- [What you should do]
Only the lines below from the one containing "filename perfreport-cli/build.rs" to the one containing "let described = String::from_utf8(output.stdout).ok()?;" should be repeated, both included and unchanged.

Saved data entries:
*** Begin section ***

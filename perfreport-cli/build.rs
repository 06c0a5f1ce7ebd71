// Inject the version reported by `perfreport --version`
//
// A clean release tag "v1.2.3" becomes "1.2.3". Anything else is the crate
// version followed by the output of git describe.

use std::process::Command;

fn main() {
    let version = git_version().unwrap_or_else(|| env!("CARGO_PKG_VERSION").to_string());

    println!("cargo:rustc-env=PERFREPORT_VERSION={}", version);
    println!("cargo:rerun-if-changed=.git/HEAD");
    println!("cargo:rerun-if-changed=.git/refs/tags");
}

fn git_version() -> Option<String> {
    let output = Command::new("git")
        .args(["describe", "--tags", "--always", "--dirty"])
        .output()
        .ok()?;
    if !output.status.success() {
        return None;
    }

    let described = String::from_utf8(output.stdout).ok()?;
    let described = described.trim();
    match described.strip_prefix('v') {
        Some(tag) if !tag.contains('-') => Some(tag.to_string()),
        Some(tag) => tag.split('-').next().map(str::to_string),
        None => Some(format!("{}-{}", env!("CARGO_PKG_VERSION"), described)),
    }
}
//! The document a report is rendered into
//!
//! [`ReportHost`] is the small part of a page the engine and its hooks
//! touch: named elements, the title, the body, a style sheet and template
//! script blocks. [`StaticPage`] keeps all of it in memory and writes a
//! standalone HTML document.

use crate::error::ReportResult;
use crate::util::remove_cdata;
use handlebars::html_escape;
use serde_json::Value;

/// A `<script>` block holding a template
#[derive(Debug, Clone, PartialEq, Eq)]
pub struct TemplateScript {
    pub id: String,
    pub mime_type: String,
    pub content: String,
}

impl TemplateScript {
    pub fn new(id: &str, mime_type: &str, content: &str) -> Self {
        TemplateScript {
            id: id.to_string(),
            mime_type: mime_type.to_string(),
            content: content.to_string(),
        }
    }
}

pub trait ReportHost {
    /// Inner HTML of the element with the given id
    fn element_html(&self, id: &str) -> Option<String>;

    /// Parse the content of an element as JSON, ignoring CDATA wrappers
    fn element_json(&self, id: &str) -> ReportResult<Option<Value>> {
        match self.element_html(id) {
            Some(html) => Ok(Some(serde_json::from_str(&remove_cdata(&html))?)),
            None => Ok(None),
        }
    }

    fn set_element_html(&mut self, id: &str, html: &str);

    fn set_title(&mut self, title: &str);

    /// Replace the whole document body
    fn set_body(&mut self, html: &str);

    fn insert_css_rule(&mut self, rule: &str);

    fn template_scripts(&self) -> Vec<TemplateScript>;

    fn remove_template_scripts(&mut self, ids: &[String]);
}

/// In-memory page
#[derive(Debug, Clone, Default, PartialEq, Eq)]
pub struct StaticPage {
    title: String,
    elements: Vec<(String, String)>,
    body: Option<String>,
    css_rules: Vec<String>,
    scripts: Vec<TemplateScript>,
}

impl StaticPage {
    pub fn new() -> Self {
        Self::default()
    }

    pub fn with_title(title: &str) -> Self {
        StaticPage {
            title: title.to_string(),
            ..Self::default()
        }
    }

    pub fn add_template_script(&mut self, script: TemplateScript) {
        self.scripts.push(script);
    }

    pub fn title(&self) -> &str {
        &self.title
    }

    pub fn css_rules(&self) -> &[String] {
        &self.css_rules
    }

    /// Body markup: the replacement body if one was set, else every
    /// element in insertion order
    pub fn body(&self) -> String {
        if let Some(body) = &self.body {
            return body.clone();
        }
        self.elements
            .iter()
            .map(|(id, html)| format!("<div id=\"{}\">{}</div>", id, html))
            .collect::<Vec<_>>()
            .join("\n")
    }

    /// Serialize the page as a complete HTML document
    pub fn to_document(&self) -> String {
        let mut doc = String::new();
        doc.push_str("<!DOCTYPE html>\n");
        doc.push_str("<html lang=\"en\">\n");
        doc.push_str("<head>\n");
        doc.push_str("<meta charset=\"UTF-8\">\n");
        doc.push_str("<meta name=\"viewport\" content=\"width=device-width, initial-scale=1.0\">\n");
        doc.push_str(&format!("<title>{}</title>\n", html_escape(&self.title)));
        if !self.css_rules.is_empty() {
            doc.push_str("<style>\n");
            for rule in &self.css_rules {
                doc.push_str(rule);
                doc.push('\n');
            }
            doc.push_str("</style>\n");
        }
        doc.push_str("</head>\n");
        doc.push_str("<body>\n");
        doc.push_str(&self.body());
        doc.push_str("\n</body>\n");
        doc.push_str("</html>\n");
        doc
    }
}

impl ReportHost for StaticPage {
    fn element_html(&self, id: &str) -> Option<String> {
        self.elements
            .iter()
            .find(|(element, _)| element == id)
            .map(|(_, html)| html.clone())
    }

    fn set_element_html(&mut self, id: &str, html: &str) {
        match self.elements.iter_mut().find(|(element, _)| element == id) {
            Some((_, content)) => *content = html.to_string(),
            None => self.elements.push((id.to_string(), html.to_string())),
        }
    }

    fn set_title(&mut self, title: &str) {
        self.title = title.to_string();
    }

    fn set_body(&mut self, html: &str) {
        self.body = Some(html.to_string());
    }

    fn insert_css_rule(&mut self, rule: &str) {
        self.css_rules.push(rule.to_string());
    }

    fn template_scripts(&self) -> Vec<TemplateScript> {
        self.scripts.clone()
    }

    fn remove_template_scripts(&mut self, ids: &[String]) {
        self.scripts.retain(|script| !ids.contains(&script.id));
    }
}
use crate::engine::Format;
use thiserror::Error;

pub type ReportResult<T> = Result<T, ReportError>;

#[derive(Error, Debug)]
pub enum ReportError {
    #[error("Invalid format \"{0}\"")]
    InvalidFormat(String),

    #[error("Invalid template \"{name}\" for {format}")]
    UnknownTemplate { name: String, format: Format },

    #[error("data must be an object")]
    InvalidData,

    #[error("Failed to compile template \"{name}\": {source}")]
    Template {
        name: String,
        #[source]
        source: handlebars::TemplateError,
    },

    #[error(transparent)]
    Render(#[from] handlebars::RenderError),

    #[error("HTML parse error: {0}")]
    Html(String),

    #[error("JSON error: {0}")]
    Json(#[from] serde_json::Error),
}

*** End section ***
*** Begin section ***

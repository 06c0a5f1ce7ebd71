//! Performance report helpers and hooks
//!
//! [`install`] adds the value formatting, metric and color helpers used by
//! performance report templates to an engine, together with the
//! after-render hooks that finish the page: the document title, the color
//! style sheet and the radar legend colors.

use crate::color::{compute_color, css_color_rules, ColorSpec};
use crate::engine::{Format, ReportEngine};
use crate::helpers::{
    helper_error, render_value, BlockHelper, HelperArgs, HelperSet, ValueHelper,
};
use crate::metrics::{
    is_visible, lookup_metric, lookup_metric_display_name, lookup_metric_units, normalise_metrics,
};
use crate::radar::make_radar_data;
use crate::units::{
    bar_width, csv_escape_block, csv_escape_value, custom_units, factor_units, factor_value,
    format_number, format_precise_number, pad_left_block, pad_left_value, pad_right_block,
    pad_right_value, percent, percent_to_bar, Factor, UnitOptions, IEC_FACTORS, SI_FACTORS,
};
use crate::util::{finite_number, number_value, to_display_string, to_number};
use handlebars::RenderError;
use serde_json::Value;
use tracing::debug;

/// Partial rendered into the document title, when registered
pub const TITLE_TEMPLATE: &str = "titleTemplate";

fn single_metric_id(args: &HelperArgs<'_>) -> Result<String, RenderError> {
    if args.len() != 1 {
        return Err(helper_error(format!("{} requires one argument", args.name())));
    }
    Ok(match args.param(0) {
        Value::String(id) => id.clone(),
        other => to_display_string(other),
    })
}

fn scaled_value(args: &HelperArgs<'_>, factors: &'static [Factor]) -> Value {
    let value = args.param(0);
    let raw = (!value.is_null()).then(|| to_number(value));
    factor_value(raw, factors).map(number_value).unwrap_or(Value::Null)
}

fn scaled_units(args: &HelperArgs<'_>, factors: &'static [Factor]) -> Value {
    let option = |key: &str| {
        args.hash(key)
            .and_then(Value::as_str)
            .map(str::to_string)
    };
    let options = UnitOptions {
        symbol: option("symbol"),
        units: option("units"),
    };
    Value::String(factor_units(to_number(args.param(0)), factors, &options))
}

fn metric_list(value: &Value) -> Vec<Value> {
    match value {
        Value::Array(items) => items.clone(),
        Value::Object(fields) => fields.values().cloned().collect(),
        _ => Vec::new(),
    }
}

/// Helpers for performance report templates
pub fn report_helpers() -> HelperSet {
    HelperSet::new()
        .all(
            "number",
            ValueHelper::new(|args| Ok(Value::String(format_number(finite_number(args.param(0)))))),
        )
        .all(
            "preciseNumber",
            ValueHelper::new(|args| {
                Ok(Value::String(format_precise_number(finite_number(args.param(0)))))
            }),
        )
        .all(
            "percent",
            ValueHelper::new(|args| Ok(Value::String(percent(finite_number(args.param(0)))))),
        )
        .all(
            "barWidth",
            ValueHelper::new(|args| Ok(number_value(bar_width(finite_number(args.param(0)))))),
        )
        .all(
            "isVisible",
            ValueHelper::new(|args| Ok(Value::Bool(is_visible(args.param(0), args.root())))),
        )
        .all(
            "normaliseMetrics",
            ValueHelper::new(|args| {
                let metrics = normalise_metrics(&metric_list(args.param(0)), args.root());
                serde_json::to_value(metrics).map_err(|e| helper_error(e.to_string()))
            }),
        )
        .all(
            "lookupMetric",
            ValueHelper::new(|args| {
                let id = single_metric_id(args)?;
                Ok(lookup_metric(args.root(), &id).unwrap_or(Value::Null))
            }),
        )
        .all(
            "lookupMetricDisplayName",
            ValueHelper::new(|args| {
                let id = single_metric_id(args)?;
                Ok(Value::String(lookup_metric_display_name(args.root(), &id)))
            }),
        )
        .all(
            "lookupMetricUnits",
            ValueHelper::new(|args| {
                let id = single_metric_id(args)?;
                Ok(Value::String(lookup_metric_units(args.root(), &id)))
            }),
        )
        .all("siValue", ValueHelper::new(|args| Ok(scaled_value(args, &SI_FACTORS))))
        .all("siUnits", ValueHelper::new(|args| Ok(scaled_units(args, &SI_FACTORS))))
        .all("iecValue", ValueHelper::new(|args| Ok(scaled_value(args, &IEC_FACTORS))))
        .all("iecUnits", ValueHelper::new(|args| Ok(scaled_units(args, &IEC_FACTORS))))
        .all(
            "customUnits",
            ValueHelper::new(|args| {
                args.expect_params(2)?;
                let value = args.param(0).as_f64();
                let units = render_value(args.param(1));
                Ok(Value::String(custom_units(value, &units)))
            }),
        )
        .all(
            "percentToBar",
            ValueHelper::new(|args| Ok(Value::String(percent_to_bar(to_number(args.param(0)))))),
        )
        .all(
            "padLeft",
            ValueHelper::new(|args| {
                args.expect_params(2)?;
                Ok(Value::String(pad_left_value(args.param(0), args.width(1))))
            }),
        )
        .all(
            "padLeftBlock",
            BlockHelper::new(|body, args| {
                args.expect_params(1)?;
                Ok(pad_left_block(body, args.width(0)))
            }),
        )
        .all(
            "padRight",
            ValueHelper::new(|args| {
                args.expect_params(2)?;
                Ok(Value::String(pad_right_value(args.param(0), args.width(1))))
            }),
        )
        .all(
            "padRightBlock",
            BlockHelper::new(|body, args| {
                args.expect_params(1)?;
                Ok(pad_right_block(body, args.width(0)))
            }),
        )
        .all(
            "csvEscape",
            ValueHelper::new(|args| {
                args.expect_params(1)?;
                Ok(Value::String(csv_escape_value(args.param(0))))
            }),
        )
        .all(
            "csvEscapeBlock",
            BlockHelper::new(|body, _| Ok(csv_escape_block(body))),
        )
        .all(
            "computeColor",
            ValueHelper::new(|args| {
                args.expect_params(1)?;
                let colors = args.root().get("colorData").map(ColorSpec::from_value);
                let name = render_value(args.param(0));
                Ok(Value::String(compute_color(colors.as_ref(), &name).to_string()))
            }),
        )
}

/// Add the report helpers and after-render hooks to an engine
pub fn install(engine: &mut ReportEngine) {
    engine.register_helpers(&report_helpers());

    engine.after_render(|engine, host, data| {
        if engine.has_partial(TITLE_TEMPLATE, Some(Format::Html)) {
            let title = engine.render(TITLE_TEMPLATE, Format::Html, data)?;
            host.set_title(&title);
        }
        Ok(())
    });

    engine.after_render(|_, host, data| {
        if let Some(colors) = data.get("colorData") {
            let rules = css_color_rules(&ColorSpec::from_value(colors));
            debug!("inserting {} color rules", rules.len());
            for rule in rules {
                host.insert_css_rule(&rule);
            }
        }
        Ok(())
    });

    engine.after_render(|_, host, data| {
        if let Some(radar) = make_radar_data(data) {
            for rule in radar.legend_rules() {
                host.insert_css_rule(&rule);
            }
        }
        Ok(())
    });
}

*** End section ***

- [Solution for this task]
filename perfreport-cli/build.rs
repository 06c0a5f1ce7ebd71
// Inject the version reported by `perfreport --version`
//
// A clean release tag "v1.2.3" becomes "1.2.3". Anything else is the crate
// version followed by the output of git describe.

use std::process::Command;

fn main() {
    let version = git_version().unwrap_or_else(|| env!("CARGO_PKG_VERSION").to_string());

    println!("cargo:rustc-env=PERFREPORT_VERSION={}", version);
    println!("cargo:rerun-if-changed=.git/HEAD");
    println!("cargo:rerun-if-changed=.git/refs/tags");
}

fn git_version() -> Option<String> {
    let output = Command::new("git")
        .args(["describe", "--tags", "--always", "--dirty"])
        .output()
        .ok()?;
    if !output.status.success() {
        return None;
    }

    let described = String::from_utf8(output.stdout).ok()?;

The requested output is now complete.